Gathering from the oral tradition of organic and sustainable farmers along the coast of the Central California region, Cultivating a Movement compiles selected interviews from key farmers that began and continue to pursue the sustainable agriculture movement in the United States and Mexico. While this project highlights only 27 individuals and couples, the vast online archive contains many more interviews with key farmers, politicians, academics, scientists, and many more ecologically minded individuals that contribute to this movement. Ranging in age, gender, class, and ethnicity, all of these farmers are involved with organic and sustainable farms that vary in size and crop.

In the foreword of the book, Linda L. Ivey, a professor of history at California State University, East Bay, articulates the goals of this collaborative project, only a small fraction of which can be contained in a print volume. Ivey states that the “voices captured here provide a first-hand account from one of the epicenters of the early organic farming and sustainable agriculture movement. In doing so, these interviews are nothing short of essential historical resources in the social, cultural, and environmental history of California.” Readers should note that the book’s entries are compiled through a series of interviews, in which the answers to questions are pieced together by the interviewers to create narrative. At times, due to page constraints, these narratives can seem disjointed, but for the most part they carry through in a clear fashion for the reader.

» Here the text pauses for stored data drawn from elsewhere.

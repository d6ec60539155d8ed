//! Session file schema.
//!
//! A session is a JSON object. Every key is optional on read; only the
//! keys present are applied. The `version` key is the exception: it
//! must be present and listed in [`COMPATIBLE_VERSIONS`] or the file is
//! rejected before anything else is looked at.
//!
//! ```json
//! {
//!   "version": "2.0",
//!   "filename": "slide-04.tif",
//!   "quality": 1.0,
//!   "threshold": 122,
//!   "contours": { "axon": [[[10, 10], [20, 10], [20, 20]]] },
//!   "lines": [[2, [255, 255, 255], [[1, 1], [2, 2]]],
//!             [1, [0, 0, 0], [[[0, 0], [9, 9]]]]],
//!   "counters": [[[40, 40], "Myelinated Axons"]]
//! }
//! ```

use std::collections::BTreeMap;

use serde::{Deserialize, Serialize};

use crate::annotation::{Annotations, Category, ContourStore, Counter, Stroke, StrokeColor, StrokePath};
use crate::geometry::Contour;
use crate::types::{EditorConfig, Point, Quality};

/// Version stamped on files this crate writes.
pub const SESSION_VERSION: &str = "2.0";

/// Versions whose files can be read.
pub const COMPATIBLE_VERSIONS: [&str; 12] = [
    "0.1", "0.2", "0.3", "0.4", "0.5", "0.6", "0.7", "1.0", "1.1", "1.2", "1.3", "2.0",
];

/// Errors reading a session file.
#[derive(Debug, thiserror::Error)]
pub enum SessionError {
    /// Not valid JSON, or a key holds the wrong shape.
    #[error("session file is malformed: {0}")]
    Malformed(#[from] serde_json::Error),

    /// Valid JSON, but not an object.
    #[error("session file is not a JSON object")]
    NotAnObject,

    /// Version missing or not in [`COMPATIBLE_VERSIONS`].
    #[error("incompatible session version: {}", .0.as_deref().unwrap_or("none"))]
    IncompatibleVersion(Option<String>),
}

/// Stroke geometry as stored: one straight segment wrapped in a list, or
/// a plain point list.
#[derive(Debug, Clone, PartialEq, Eq, Serialize, Deserialize)]
#[serde(untagged)]
enum PathRecord {
    Straight([[Point; 2]; 1]),
    Freehand(Vec<Point>),
}

/// `[thickness, [b, g, r], path]`.
#[derive(Debug, Clone, PartialEq, Eq, Serialize, Deserialize)]
pub struct LineRecord(u32, [u8; 3], PathRecord);

impl From<&Stroke> for LineRecord {
    fn from(stroke: &Stroke) -> Self {
        let path = match &stroke.path {
            StrokePath::Straight(a, b) => PathRecord::Straight([[*a, *b]]),
            StrokePath::Freehand(points) => PathRecord::Freehand(points.clone()),
        };
        Self(stroke.thickness, stroke.color.channels(), path)
    }
}

impl From<LineRecord> for Stroke {
    fn from(LineRecord(thickness, channels, path): LineRecord) -> Self {
        let path = match path {
            PathRecord::Straight([[a, b]]) => StrokePath::Straight(a, b),
            PathRecord::Freehand(points) => StrokePath::Freehand(points),
        };
        Self {
            thickness,
            color: StrokeColor::from_channels(channels),
            path,
        }
    }
}

/// `[[x, y], "group"]`.
#[derive(Debug, Clone, PartialEq, Eq, Serialize, Deserialize)]
pub struct CounterRecord(Point, String);

/// The persisted session.
#[derive(Debug, Clone, PartialEq, Default, Serialize, Deserialize)]
#[serde(default)]
pub struct SessionFile {
    /// Writer version.
    #[serde(skip_serializing_if = "Option::is_none")]
    pub version: Option<String>,
    /// Source image path as given when the session was created.
    #[serde(skip_serializing_if = "Option::is_none")]
    pub filename: Option<String>,
    /// Working resolution factor.
    #[serde(skip_serializing_if = "Option::is_none")]
    pub quality: Option<f64>,
    #[serde(skip_serializing_if = "Option::is_none")]
    pub threshold: Option<u8>,
    #[serde(skip_serializing_if = "Option::is_none")]
    pub blur: Option<u32>,
    #[serde(skip_serializing_if = "Option::is_none")]
    pub min_size: Option<f64>,
    #[serde(skip_serializing_if = "Option::is_none")]
    pub max_size: Option<f64>,
    #[serde(skip_serializing_if = "Option::is_none")]
    pub alpha: Option<f64>,
    #[serde(skip_serializing_if = "Option::is_none")]
    pub calibration: Option<f64>,
    #[serde(skip_serializing_if = "Option::is_none")]
    pub outline_thickness: Option<u32>,
    #[serde(skip_serializing_if = "Option::is_none")]
    pub font_size: Option<f64>,
    #[serde(skip_serializing_if = "Option::is_none")]
    pub line_thickness: Option<u32>,
    #[serde(skip_serializing_if = "Option::is_none")]
    pub eraser_size: Option<u32>,
    #[serde(skip_serializing_if = "Option::is_none")]
    pub cut_size: Option<u32>,
    #[serde(skip_serializing_if = "Option::is_none")]
    pub draw_size: Option<u32>,
    /// Committed contours by category key.
    #[serde(skip_serializing_if = "Option::is_none")]
    pub contours: Option<BTreeMap<String, Vec<Contour>>>,
    /// Cut and draw strokes.
    #[serde(skip_serializing_if = "Option::is_none")]
    pub lines: Option<Vec<LineRecord>>,
    /// Count markers.
    #[serde(skip_serializing_if = "Option::is_none")]
    pub counters: Option<Vec<CounterRecord>>,
}

impl SessionFile {
    /// Parse and version-check session text.
    ///
    /// # Errors
    ///
    /// [`SessionError::Malformed`] or [`SessionError::NotAnObject`] when
    /// the text is not a session object, and
    /// [`SessionError::IncompatibleVersion`] when the version is missing
    /// or unknown.
    pub fn parse(text: &str) -> Result<Self, SessionError> {
        let mut value: serde_json::Value = serde_json::from_str(text)?;
        let object = value.as_object_mut().ok_or(SessionError::NotAnObject)?;
        let version = object.get("version").map(|v| match v {
            serde_json::Value::String(s) => s.clone(),
            other => other.to_string(),
        });
        match version {
            Some(v) if COMPATIBLE_VERSIONS.contains(&v.as_str()) => {
                // Early writers stored the version as a bare number.
                object.insert("version".to_owned(), serde_json::Value::String(v));
            }
            other => {
                log::warn!("rejecting session with version {other:?}");
                return Err(SessionError::IncompatibleVersion(other));
            }
        }
        Ok(serde_json::from_value(value)?)
    }

    /// Serialize as pretty-printed JSON.
    ///
    /// # Errors
    ///
    /// Returns [`SessionError::Malformed`] if a value cannot be
    /// represented in JSON (a non-finite float).
    pub fn to_json(&self) -> Result<String, SessionError> {
        Ok(serde_json::to_string_pretty(self)?)
    }

    /// Snapshot the full editor state.
    #[must_use]
    pub fn capture(
        config: &EditorConfig,
        annotations: &Annotations,
        filename: Option<String>,
    ) -> Self {
        let contours = Category::ALL
            .into_iter()
            .map(|cat| {
                (
                    cat.key().to_owned(),
                    annotations.contours.get(cat).to_vec(),
                )
            })
            .collect();
        Self {
            version: Some(SESSION_VERSION.to_owned()),
            filename,
            quality: Some(config.quality.factor()),
            threshold: Some(config.threshold),
            blur: Some(config.blur),
            min_size: Some(config.min_size),
            max_size: Some(config.max_size),
            alpha: Some(config.alpha),
            calibration: Some(config.calibration),
            outline_thickness: Some(config.outline_thickness),
            font_size: Some(config.font_size),
            line_thickness: Some(config.line_thickness),
            eraser_size: Some(config.eraser_size),
            cut_size: Some(config.cut_size),
            draw_size: Some(config.draw_size),
            contours: Some(contours),
            lines: Some(annotations.strokes.iter().map(LineRecord::from).collect()),
            counters: Some(
                annotations
                    .counters
                    .iter()
                    .map(|c| CounterRecord(c.position, c.group.clone()))
                    .collect(),
            ),
        }
    }

    /// Working quality, if present and in range.
    #[must_use]
    pub fn quality(&self) -> Option<Quality> {
        self.quality.and_then(|q| Quality::new(q).ok())
    }

    /// Copy the present numeric parameters into `config`. Quality is not
    /// touched: it only matters when the image is loaded.
    pub fn apply_config(&self, config: &mut EditorConfig) {
        fn set<T: Copy>(slot: &mut T, value: Option<T>) {
            if let Some(v) = value {
                *slot = v;
            }
        }
        set(&mut config.threshold, self.threshold);
        set(&mut config.blur, self.blur);
        set(&mut config.min_size, self.min_size);
        set(&mut config.max_size, self.max_size);
        set(&mut config.alpha, self.alpha);
        set(&mut config.calibration, self.calibration);
        set(&mut config.outline_thickness, self.outline_thickness);
        set(&mut config.font_size, self.font_size);
        set(&mut config.line_thickness, self.line_thickness);
        set(&mut config.eraser_size, self.eraser_size);
        set(&mut config.cut_size, self.cut_size);
        set(&mut config.draw_size, self.draw_size);
    }

    /// Committed contours with legacy keys remapped, if the file has any.
    ///
    /// Categories missing from the map come back empty. When a legacy key
    /// and its canonical key are both present the legacy entry wins.
    /// Unknown keys are dropped.
    #[must_use]
    pub fn contour_store(&self) -> Option<ContourStore> {
        let map = self.contours.as_ref()?;
        let mut store = ContourStore::new();
        let (legacy, canonical): (Vec<_>, Vec<_>) =
            map.iter().partition(|(key, _)| Category::is_legacy_key(key));
        for (key, contours) in canonical.into_iter().chain(legacy) {
            match Category::from_key(key) {
                Some(cat) => store.set(cat, contours.clone()),
                None => log::warn!("ignoring contours under unknown key {key:?}"),
            }
        }
        Some(store)
    }

    /// Strokes, if the file has a `lines` key.
    #[must_use]
    pub fn strokes(&self) -> Option<Vec<Stroke>> {
        self.lines
            .as_ref()
            .map(|lines| lines.iter().cloned().map(Stroke::from).collect())
    }

    /// Counters, if the file has a `counters` key.
    #[must_use]
    pub fn counters(&self) -> Option<Vec<Counter>> {
        self.counters.as_ref().map(|records| {
            records
                .iter()
                .map(|CounterRecord(position, group)| Counter {
                    position: *position,
                    group: group.clone(),
                })
                .collect()
        })
    }
}
//! Image decoding, working-resolution resize and grayscale conversion.
//!
//! Accepts raw image bytes (PNG, JPEG, BMP, TIFF) and produces the
//! opaque RGBA working image the editor annotates, plus the
//! single-channel view the preprocessing pipeline starts from.

use image::imageops::FilterType;
use image::{DynamicImage, GrayImage, RgbaImage};

use crate::types::{CoreError, Dimensions, Quality};

/// Decode raw image bytes.
///
/// # Errors
///
/// Returns [`CoreError::EmptyInput`] if `bytes` is empty.
/// Returns [`CoreError::ImageDecode`] if the image format is
/// unrecognized or the data is corrupt.
/// Returns [`CoreError::EmptyImage`] if the image has no pixels.
pub fn decode(bytes: &[u8]) -> Result<DynamicImage, CoreError> {
    if bytes.is_empty() {
        return Err(CoreError::EmptyInput);
    }
    let img = image::load_from_memory(bytes)?;
    if img.width() == 0 || img.height() == 0 {
        return Err(CoreError::EmptyImage);
    }
    Ok(img)
}

/// Target dimensions for `source` at the given quality.
///
/// Each axis is rounded to the nearest pixel and never drops below one.
#[must_use]
#[allow(clippy::cast_possible_truncation, clippy::cast_sign_loss)]
pub fn scaled_dimensions(source: Dimensions, quality: Quality) -> Dimensions {
    let scale = |v: u32| ((f64::from(v) * quality.factor()).round() as u32).max(1);
    Dimensions {
        width: scale(source.width),
        height: scale(source.height),
    }
}

/// Resize `source` to the working resolution and drop transparency.
///
/// At full quality the image is only converted. Alpha is forced to 255
/// so the working image can be composited as an opaque base layer.
#[must_use = "returns the working image"]
pub fn working_image(source: &DynamicImage, quality: Quality) -> RgbaImage {
    let dims = Dimensions {
        width: source.width(),
        height: source.height(),
    };
    let target = scaled_dimensions(dims, quality);

    let mut rgba = if target == dims {
        source.to_rgba8()
    } else {
        log::debug!(
            "resizing {}x{} -> {}x{} (quality {})",
            dims.width,
            dims.height,
            target.width,
            target.height,
            quality.factor()
        );
        source
            .resize_exact(target.width, target.height, FilterType::Triangle)
            .to_rgba8()
    };

    for pixel in rgba.pixels_mut() {
        pixel.0[3] = 255;
    }
    rgba
}

/// Luminance of the working image.
#[must_use = "returns the grayscale image"]
pub fn to_gray(image: &RgbaImage) -> GrayImage {
    DynamicImage::ImageRgba8(image.clone()).to_luma8()
}
//! Which measurements an export includes.

use myel_core::Category;

/// A measured quantity.
#[derive(Debug, Clone, Copy, PartialEq, Eq)]
pub enum Quantity {
    /// Enclosed area.
    Area,
    /// Closed perimeter.
    Perimeter,
    /// Equivalent-circle diameter.
    Diameter,
}

impl Quantity {
    /// Report order.
    pub const ALL: [Self; 3] = [Self::Area, Self::Perimeter, Self::Diameter];

    const fn label(self) -> &'static str {
        match self {
            Self::Area => "Area",
            Self::Perimeter => "Perimeter",
            Self::Diameter => "Diameter",
        }
    }
}

/// The fourteen export switches.
#[derive(Debug, Clone, Copy, PartialEq, Eq)]
#[allow(clippy::struct_excessive_bools)]
pub struct ExportSelection {
    pub axon_area: bool,
    pub inner_area: bool,
    pub outer_area: bool,
    pub axon_perimeter: bool,
    pub inner_perimeter: bool,
    pub outer_perimeter: bool,
    pub axon_diameter: bool,
    pub inner_diameter: bool,
    pub outer_diameter: bool,
    pub g_ratio: bool,
    pub misc_area: bool,
    pub misc_perimeter: bool,
    pub misc_diameter: bool,
    /// Counter totals in the report and counter dots on the overlay.
    pub counters: bool,
}

impl Default for ExportSelection {
    fn default() -> Self {
        Self {
            axon_diameter: true,
            inner_diameter: true,
            outer_diameter: true,
            g_ratio: true,
            counters: true,
            ..Self::none()
        }
    }
}

impl ExportSelection {
    /// Nothing selected.
    #[must_use]
    pub const fn none() -> Self {
        Self {
            axon_area: false,
            inner_area: false,
            outer_area: false,
            axon_perimeter: false,
            inner_perimeter: false,
            outer_perimeter: false,
            axon_diameter: false,
            inner_diameter: false,
            outer_diameter: false,
            g_ratio: false,
            misc_area: false,
            misc_perimeter: false,
            misc_diameter: false,
            counters: false,
        }
    }

    /// Everything selected.
    #[must_use]
    pub const fn all() -> Self {
        Self {
            axon_area: true,
            inner_area: true,
            outer_area: true,
            axon_perimeter: true,
            inner_perimeter: true,
            outer_perimeter: true,
            axon_diameter: true,
            inner_diameter: true,
            outer_diameter: true,
            g_ratio: true,
            misc_area: true,
            misc_perimeter: true,
            misc_diameter: true,
            counters: true,
        }
    }

    /// Whether `quantity` is exported for `category`.
    #[must_use]
    pub const fn includes(&self, category: Category, quantity: Quantity) -> bool {
        match (category, quantity) {
            (Category::Axon, Quantity::Area) => self.axon_area,
            (Category::Axon, Quantity::Perimeter) => self.axon_perimeter,
            (Category::Axon, Quantity::Diameter) => self.axon_diameter,
            (Category::InnerMyelin, Quantity::Area) => self.inner_area,
            (Category::InnerMyelin, Quantity::Perimeter) => self.inner_perimeter,
            (Category::InnerMyelin, Quantity::Diameter) => self.inner_diameter,
            (Category::OuterMyelin, Quantity::Area) => self.outer_area,
            (Category::OuterMyelin, Quantity::Perimeter) => self.outer_perimeter,
            (Category::OuterMyelin, Quantity::Diameter) => self.outer_diameter,
            (Category::Misc, Quantity::Area) => self.misc_area,
            (Category::Misc, Quantity::Perimeter) => self.misc_perimeter,
            (Category::Misc, Quantity::Diameter) => self.misc_diameter,
        }
    }

    /// Selected fiber columns in report order: all areas, then all
    /// perimeters, then all diameters, axon first within each.
    #[must_use]
    pub fn fiber_columns(&self) -> Vec<(Category, Quantity)> {
        Quantity::ALL
            .into_iter()
            .flat_map(|q| Category::FIBER.into_iter().map(move |c| (c, q)))
            .filter(|&(c, q)| self.includes(c, q))
            .collect()
    }

    /// Selected misc columns in report order.
    #[must_use]
    pub fn misc_columns(&self) -> Vec<Quantity> {
        Quantity::ALL
            .into_iter()
            .filter(|&q| self.includes(Category::Misc, q))
            .collect()
    }

    /// Whether any misc column is selected.
    #[must_use]
    pub const fn any_misc(&self) -> bool {
        self.misc_area || self.misc_perimeter || self.misc_diameter
    }
}

/// Report header text for a column.
#[must_use]
pub fn column_label(category: Category, quantity: Quantity) -> String {
    let prefix = match category {
        Category::Axon => "Axon",
        Category::InnerMyelin => "Inner",
        Category::OuterMyelin => "Outer",
        Category::Misc => "Misc.",
    };
    format!("{prefix} {}", quantity.label())
}

#[cfg(test)]
mod tests {
    use super::*;

    #[test]
    fn default_matches_dialog() {
        let s = ExportSelection::default();
        assert_eq!(
            s.fiber_columns(),
            vec![
                (Category::Axon, Quantity::Diameter),
                (Category::InnerMyelin, Quantity::Diameter),
                (Category::OuterMyelin, Quantity::Diameter),
            ]
        );
        assert!(s.g_ratio);
        assert!(s.counters);
        assert!(!s.any_misc());
    }

    #[test]
    fn labels_match_report_headers() {
        assert_eq!(column_label(Category::InnerMyelin, Quantity::Area), "Inner Area");
        assert_eq!(column_label(Category::Misc, Quantity::Perimeter), "Misc. Perimeter");
        assert_eq!(ExportSelection::all().fiber_columns().len(), 9);
        assert!(ExportSelection::none().fiber_columns().is_empty());
    }
}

Each interview captures the distinct speaking style and dialect of these varying individuals. Andy Griffin, noted as having roots that “reach back to California’s 1970s organic farming renaissance,” speaks of his journey into organic farming. He talks about his business partner’s perspective on organic farming: “He didn’t want to see organics become an elitist sort of crop. He wanted food to be grown organically for everybody. So we were selling food for people.”

Nesh Dhillion, one of the younger players in the environmental movement, claims that “there’s a lot of inherent problems in supporting the old system. Whereas if you support a decentralized local system, you know what you’re getting and who you are getting it from. You’re looking the farmer in the face.” And, accompanied by photographs, these interviews give a face to the farmer.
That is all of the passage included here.